There was a five-pointed gold star drooping from the top where someone had forgone the attachment clip helpfully provided between two of the points, and tried to affix it in a manner more honouring Baphomet and the pentagram instead, using a lot of sellotape.

 

“Christmas tree,” the big Aether male sniffed, also aggravated by the smell. “Somebody’s idea of a joke.”

 

“Don’t like it,” Dewdrop said decisively. “Ugly. Smells bad. Not funny.”

 

“Kind of like you, then.”

 

Dew hissed and arched his tail, as easily needled as ever. “I’ll burn it, and you.”

 

“Maybe we should get rid of it,” Aether conceded, smothering his laughter.

 

“Plastic won’t burn very well.” Dewdrop cracked each set of knuckles against his opposite hand. “Still gonna try, though.”

 

“Not in the chapel,” Aether hissed agitatedly, batting at the smaller male’s hands with his own. “You’ll burn the floorboards and dirty the walls and it’ll smell, and the Sisters will blame all of us for you being stupid,  _ again _ .”

 

Dewdrop snorted heavily. “Still mad because that tall Sister won’t kiss you any more since I burnt her bedroom door down looking for you? That was weeks ago.” He ignored Aether’s displeased hiss. “I’m not letting this thing sit in here all winter, it looks stupid.”

 

“Take it outside and burn it, then.”

 

“Don’t burn it, I think it’s pretty.” A female ghoul had slithered up beside her compatriots quietly as they bickered, and reached out a hand to bat at one of the colourful decorative trinkets.

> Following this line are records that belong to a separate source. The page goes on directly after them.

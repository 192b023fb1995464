//! ---
//! ems_section: "03-persistence-logging"
//! ems_subsection: "module"
//! ems_type: "source"
//! ems_scope: "code"
//! ems_description: "Metrics collection and export utilities."
//! ems_version: "v0.0.0-prealpha"
//! ems_owner: "tbd"
//! ---
use std::net::{SocketAddr, TcpListener as StdTcpListener};
use std::sync::Arc;
use std::time::Duration;

use anyhow::{Context, Result};
use axum::http::{header, HeaderValue, StatusCode};
use axum::routing::get;
use axum::{response::IntoResponse, Router};
use prometheus::{
    Histogram, HistogramOpts, HistogramVec, IntCounter, IntCounterVec, IntGauge, IntGaugeVec,
    Opts, Registry, TextEncoder,
};
use tokio::net::TcpListener;
use tokio::sync::oneshot;
use tokio::task::JoinHandle;
use tracing::{error, info};

/// Shared registry type used across services.
pub type SharedRegistry = Arc<Registry>;

/// Produce a new shared registry.
pub fn new_registry() -> SharedRegistry {
    Arc::new(Registry::new())
}

/// Spawn an HTTP server that exposes the registry at `/metrics`.
pub fn spawn_http_server(registry: SharedRegistry, addr: SocketAddr) -> Result<MetricsServer> {
    let app = Router::new().route(
        "/metrics",
        get({
            let registry = registry.clone();
            move || metrics_handler(registry.clone())
        }),
    );

    let std_listener = StdTcpListener::bind(addr)
        .with_context(|| format!("failed to bind metrics listener {}", addr))?;
    std_listener
        .set_nonblocking(true)
        .with_context(|| "failed to configure metrics listener as non-blocking")?;
    let local_addr = std_listener
        .local_addr()
        .with_context(|| "failed to read metrics listener address")?;
    let listener = TcpListener::from_std(std_listener)
        .with_context(|| "failed to convert std listener into tokio listener")?;

    info!(address = %local_addr, "metrics server starting");

    let (shutdown_tx, shutdown_rx) = oneshot::channel();
    let handle: JoinHandle<Result<()>> = tokio::spawn(async move {
        axum::serve(listener, app)
            .with_graceful_shutdown(async move {
                let _ = shutdown_rx.await;
            })
            .await
            .context("metrics server encountered an error")?;
        Ok(())
    });

    Ok(MetricsServer {
        addr: local_addr,
        shutdown: Some(shutdown_tx),
        task: handle,
    })
}

/// Prometheus scrape endpoint.
async fn metrics_handler(registry: SharedRegistry) -> impl IntoResponse {
    let families = registry.gather();
    let encoder = TextEncoder::new();
    match encoder.encode_to_string(&families) {
        Ok(body) => (
            StatusCode::OK,
            [(
                header::CONTENT_TYPE,
                HeaderValue::from_static(prometheus::TEXT_FORMAT),
            )],
            body,
        ),
        Err(err) => {
            error!(error = %err, "failed to encode metrics");
            (
                StatusCode::INTERNAL_SERVER_ERROR,
                [(
                    header::CONTENT_TYPE,
                    HeaderValue::from_static("text/plain"),
                )],
                String::from("metrics encoding error"),
            )
        }
    }
}

/// Handle to the running HTTP exporter.
#[derive(Debug)]
pub struct MetricsServer {
    addr: SocketAddr,
    shutdown: Option<oneshot::Sender<()>>,
    task: JoinHandle<Result<()>>,
}

impl MetricsServer {
    /// Return the bound address for convenience.
    pub fn addr(&self) -> SocketAddr {
        self.addr
    }

    /// Signal shutdown and await task completion.
    pub async fn shutdown(mut self) -> Result<()> {
        if let Some(tx) = self.shutdown.take() {
            let _ = tx.send(());
        }
        match self.task.await {
            Ok(Ok(())) => Ok(()),
            Ok(Err(err)) => Err(err),
            Err(join_err) => Err(anyhow::Error::new(join_err)),
        }
    }
}

/// Metrics recorded by the daemon process itself.
#[derive(Clone)]
pub struct DaemonMetrics {
    registry: SharedRegistry,
    starts_total: IntCounter,
    config_load_seconds: Histogram,
    build_info: IntGaugeVec,
}

impl DaemonMetrics {
    pub fn new(registry: SharedRegistry) -> Result<Self> {
        let starts_total = IntCounter::with_opts(Opts::new(
            "plclinkd_starts_total",
            "Total number of times the PLClink daemon has initialised",
        ))?;
        registry.register(Box::new(starts_total.clone()))?;

        let buckets = prometheus::exponential_buckets(0.001, 2.0, 16)
            .context("failed to construct histogram buckets")?;
        let config_load_seconds = Histogram::with_opts(
            HistogramOpts::new(
                "plclinkd_config_load_seconds",
                "Time spent loading and validating configuration",
            )
            .buckets(buckets),
        )?;
        registry.register(Box::new(config_load_seconds.clone()))?;

        let build_info = IntGaugeVec::new(
            Opts::new(
                "plclinkd_build_info",
                "Build metadata for the running daemon binary",
            ),
            &["version", "transport"],
        )?;
        registry.register(Box::new(build_info.clone()))?;

        Ok(Self {
            registry,
            starts_total,
            config_load_seconds,
            build_info,
        })
    }

    pub fn registry(&self) -> SharedRegistry {
        self.registry.clone()
    }

    pub fn inc_start(&self) {
        self.starts_total.inc();
    }

    pub fn observe_config_load(&self, seconds: f64) {
        self.config_load_seconds.observe(seconds);
    }

    pub fn set_build_info(&self, version: &str, transport: &str) {
        self.build_info
            .with_label_values(&[version, transport])
            .set(1);
    }
}

/// Tag layer instrumentation: per-tag operation outcomes, wire latency and
/// monitoring session lifecycle.
#[derive(Clone, Debug)]
pub struct LinkMetrics {
    registry: SharedRegistry,
    tag_operations: IntCounterVec,
    wire_latency: HistogramVec,
    sessions_active: IntGauge,
    sessions_finished: IntCounterVec,
}

impl LinkMetrics {
    pub fn new(registry: SharedRegistry) -> Result<Self> {
        let tag_operations = IntCounterVec::new(
            Opts::new(
                "plclink_tag_operations_total",
                "Tag reads and writes by tag, operation and outcome",
            ),
            &["tag", "op", "outcome"],
        )?;
        registry.register(Box::new(tag_operations.clone()))?;

        let buckets = prometheus::exponential_buckets(0.0005, 2.0, 14)
            .context("failed to construct histogram buckets")?;
        let wire_latency = HistogramVec::new(
            HistogramOpts::new(
                "plclink_wire_operation_seconds",
                "Latency of single wire operations against the controller",
            )
            .buckets(buckets),
            &["transport", "op"],
        )?;
        registry.register(Box::new(wire_latency.clone()))?;

        let sessions_active = IntGauge::with_opts(Opts::new(
            "plclink_monitor_sessions_active",
            "Monitoring sessions currently polling the controller",
        ))?;
        registry.register(Box::new(sessions_active.clone()))?;

        let sessions_finished = IntCounterVec::new(
            Opts::new(
                "plclink_monitor_sessions_total",
                "Finished monitoring sessions by terminal state",
            ),
            &["outcome"],
        )?;
        registry.register(Box::new(sessions_finished.clone()))?;

        Ok(Self {
            registry,
            tag_operations,
            wire_latency,
            sessions_active,
            sessions_finished,
        })
    }

    pub fn registry(&self) -> SharedRegistry {
        self.registry.clone()
    }

    pub fn record_tag_operation(&self, tag: &str, op: &str, ok: bool) {
        let outcome = if ok { "ok" } else { "error" };
        self.tag_operations
            .with_label_values(&[tag, op, outcome])
            .inc();
    }

    pub fn observe_wire(&self, transport: &str, op: &str, elapsed: Duration) {
        self.wire_latency
            .with_label_values(&[transport, op])
            .observe(elapsed.as_secs_f64());
    }

    pub fn session_started(&self) {
        self.sessions_active.inc();
    }

    pub fn session_finished(&self, outcome: &str) {
        self.sessions_active.dec();
        self.sessions_finished.with_label_values(&[outcome]).inc();
    }
}

pub use prometheus;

Aether recognised her as one half of a duo who he’d seen Sister Imperator auditioning in the practise rooms a few weeks ago. The Sister has looked very pleased with them; there was a good chance they would become his and Dewdrop’s band project partners, someday soon- if the rumoured stalemate over the future of the frontman figure could be broken.

 

“Pretty?” Dewdrop held his jaws stiffly apart and let his forked tongue loll out in a display of disgust. “It’s  _ holy _ .”

 

“Not holy. Just traditional,” Aether corrected him. “They stole it from the pagans, added it to Christmas.”

 

“Doesn’t surprise me.” The small female was still playing with the baubles that hung from its plastic branches, her clawtips jostling a little tin bell which clinked faintly. “Can we at least have the decorations?”

 

“Fine, take the shinies.” Dew snorted. “Not that purple crap, though. Smells... cheap and sticky and nasty.”

 

“Tinsel,” Aether provided.

 

She didn’t need telling twice, immediately swiping the brightest baubles off the tree and pocketing them gleefully. She took the little bell last, grasping the string carefully, and looping it over one of her horns. “It’s an earring.”

 

“Why’s it on your horn and not on your ear, then?” Dewdrop muttered half to himself.

 

“No human word for a horn decoration, idiot,” she hissed back irritably.

 

“What-fucking-ever,” Dew finally threw his hands up and stepped up to the altar, “I don’t like this thing and I’m getting rid of it.” And he swept the tacky thing up in his bony arms, hissing with displeasure at how scratchy the false pine needles felt on even his thick skin. He half-carried and half-dragged the offending spiky item down off the altar, and hoisted it in his arms like a prize catch. “Come on, let’s kill it. If it doesn’t burn right you two can, can blow it over the roof or drop it through a black hole or something.”

 

As he set off with the tree over his shoulder and the other two in tow, without warning the chapel door swung open on the ghouls, who jumped and shuffled back as one startled being. It revealed two human forms, stepping in from the shadowed entranceway with the winter wind from outside still coiled around them, making them seem much more imposing and uncanny they really were.

 

The third Emeritus, dressed in all-black casuals but still sporting the paint markings afforded to him by his birth and office; and attending him a red-clad Cardinal that the trio all recognised as the older male everyone called Copia, who had his own private office where he did very boring things but could often be cajoled to feed a passing ghoul a tea biscuit. Humans could be hard to pick out from one another at times, which was presumably why they relied so heavily on giving their young those long formal names- but Copia was a relatively easy one for the ghouls, with his privileged white eye and the hair he groomed into distinctive markings on his cheeks and above his mouth.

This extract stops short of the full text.